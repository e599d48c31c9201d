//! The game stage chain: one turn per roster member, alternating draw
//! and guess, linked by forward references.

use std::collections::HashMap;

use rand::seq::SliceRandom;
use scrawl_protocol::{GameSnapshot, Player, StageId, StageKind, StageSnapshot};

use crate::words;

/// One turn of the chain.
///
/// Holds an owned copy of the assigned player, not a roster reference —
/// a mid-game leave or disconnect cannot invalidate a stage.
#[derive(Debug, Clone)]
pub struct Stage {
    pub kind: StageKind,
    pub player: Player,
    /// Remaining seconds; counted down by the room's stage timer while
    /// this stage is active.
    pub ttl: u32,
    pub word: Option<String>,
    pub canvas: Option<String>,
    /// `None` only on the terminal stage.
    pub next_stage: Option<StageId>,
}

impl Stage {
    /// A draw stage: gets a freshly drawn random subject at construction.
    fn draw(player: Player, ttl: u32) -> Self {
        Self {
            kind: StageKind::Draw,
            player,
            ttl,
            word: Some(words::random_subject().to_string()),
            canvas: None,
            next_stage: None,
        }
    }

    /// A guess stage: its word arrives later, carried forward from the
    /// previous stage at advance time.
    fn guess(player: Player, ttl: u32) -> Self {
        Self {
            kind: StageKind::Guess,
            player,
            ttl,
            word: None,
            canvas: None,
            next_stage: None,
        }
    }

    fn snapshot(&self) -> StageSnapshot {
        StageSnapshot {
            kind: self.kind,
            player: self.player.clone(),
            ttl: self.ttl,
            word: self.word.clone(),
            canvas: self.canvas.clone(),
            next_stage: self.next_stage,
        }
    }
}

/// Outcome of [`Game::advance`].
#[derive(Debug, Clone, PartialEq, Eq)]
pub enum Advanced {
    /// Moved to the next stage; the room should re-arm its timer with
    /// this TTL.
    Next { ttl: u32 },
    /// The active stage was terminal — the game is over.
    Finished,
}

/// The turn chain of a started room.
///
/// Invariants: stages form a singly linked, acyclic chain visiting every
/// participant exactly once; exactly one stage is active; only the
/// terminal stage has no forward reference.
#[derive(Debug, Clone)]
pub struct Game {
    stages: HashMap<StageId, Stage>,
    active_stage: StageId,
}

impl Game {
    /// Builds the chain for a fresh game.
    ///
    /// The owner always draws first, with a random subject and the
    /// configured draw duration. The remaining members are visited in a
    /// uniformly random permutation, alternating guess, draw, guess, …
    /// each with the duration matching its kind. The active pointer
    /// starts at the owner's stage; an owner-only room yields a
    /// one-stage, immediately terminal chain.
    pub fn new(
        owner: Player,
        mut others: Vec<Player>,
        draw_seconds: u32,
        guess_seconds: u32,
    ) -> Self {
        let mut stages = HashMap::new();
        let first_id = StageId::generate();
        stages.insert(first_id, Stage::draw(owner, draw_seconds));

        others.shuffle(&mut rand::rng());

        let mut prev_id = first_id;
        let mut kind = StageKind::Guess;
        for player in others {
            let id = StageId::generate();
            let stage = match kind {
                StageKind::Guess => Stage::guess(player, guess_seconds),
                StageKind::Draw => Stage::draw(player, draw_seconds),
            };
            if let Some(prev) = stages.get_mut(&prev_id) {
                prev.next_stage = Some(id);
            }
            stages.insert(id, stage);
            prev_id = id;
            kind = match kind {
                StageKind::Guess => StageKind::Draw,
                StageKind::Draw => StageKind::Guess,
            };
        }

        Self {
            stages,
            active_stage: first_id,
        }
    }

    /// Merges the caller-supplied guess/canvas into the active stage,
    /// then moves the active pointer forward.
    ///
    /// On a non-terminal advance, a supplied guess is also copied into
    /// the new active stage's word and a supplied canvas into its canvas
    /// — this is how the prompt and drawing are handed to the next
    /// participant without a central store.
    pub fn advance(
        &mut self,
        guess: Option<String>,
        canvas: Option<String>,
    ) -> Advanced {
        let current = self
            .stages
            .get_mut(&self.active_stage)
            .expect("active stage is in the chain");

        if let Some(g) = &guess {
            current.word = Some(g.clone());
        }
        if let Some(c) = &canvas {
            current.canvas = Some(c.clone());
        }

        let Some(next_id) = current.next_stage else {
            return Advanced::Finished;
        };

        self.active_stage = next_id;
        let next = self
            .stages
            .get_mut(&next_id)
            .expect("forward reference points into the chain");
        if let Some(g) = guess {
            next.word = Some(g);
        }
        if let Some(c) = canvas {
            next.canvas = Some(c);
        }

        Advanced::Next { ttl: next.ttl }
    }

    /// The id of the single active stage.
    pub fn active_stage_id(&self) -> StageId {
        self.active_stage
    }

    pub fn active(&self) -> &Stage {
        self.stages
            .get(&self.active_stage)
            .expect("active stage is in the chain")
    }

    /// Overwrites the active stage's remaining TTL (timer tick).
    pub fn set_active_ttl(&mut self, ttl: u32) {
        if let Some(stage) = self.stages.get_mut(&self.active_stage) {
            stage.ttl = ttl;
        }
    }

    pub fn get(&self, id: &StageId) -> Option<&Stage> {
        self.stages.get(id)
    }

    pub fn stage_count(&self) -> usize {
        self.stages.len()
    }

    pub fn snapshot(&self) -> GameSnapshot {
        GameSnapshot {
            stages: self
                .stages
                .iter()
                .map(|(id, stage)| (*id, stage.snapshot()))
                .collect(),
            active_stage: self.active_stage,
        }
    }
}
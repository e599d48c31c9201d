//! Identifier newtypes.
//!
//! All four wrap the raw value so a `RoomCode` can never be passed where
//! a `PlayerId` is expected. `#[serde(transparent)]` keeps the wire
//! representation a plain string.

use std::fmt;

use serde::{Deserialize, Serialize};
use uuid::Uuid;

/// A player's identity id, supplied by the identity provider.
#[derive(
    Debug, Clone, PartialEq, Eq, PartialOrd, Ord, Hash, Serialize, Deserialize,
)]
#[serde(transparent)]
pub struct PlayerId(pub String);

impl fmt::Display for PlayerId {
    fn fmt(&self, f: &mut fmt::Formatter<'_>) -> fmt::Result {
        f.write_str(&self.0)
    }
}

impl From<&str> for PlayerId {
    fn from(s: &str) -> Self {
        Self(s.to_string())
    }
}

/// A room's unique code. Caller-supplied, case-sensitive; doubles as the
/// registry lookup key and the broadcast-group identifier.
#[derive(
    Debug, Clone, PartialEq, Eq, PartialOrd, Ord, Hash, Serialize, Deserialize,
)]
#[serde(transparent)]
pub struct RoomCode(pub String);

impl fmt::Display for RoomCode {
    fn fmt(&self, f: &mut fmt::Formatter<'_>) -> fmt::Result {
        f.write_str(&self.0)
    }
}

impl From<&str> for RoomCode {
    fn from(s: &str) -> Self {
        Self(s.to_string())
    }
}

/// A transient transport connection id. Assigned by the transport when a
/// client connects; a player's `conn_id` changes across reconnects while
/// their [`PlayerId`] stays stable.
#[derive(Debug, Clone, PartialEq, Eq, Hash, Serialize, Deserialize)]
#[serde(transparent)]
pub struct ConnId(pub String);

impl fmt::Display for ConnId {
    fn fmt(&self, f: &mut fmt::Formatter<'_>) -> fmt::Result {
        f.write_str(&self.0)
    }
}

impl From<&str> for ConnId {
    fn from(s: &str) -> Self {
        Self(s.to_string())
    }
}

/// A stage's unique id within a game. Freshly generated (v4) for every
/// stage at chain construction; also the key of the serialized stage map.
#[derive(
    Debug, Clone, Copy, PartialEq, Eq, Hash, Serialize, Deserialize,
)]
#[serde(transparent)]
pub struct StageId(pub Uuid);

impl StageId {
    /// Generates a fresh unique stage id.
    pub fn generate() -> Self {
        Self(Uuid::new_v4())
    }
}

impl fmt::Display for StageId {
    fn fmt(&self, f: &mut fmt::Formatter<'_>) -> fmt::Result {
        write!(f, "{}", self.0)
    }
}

■ ■ ■ ■ ■

Restate the listing word for word, but only from its first line through the line with "roster reference —", keeping both end lines.

repository e599d48c31c9201d
//! The game stage chain: one turn per roster member, alternating draw
//! and guess, linked by forward references.

use std::collections::HashMap;

use rand::seq::SliceRandom;
use scrawl_protocol::{GameSnapshot, Player, StageId, StageKind, StageSnapshot};

use crate::words;

/// One turn of the chain.
///
/// Holds an owned copy of the assigned player, not a roster reference —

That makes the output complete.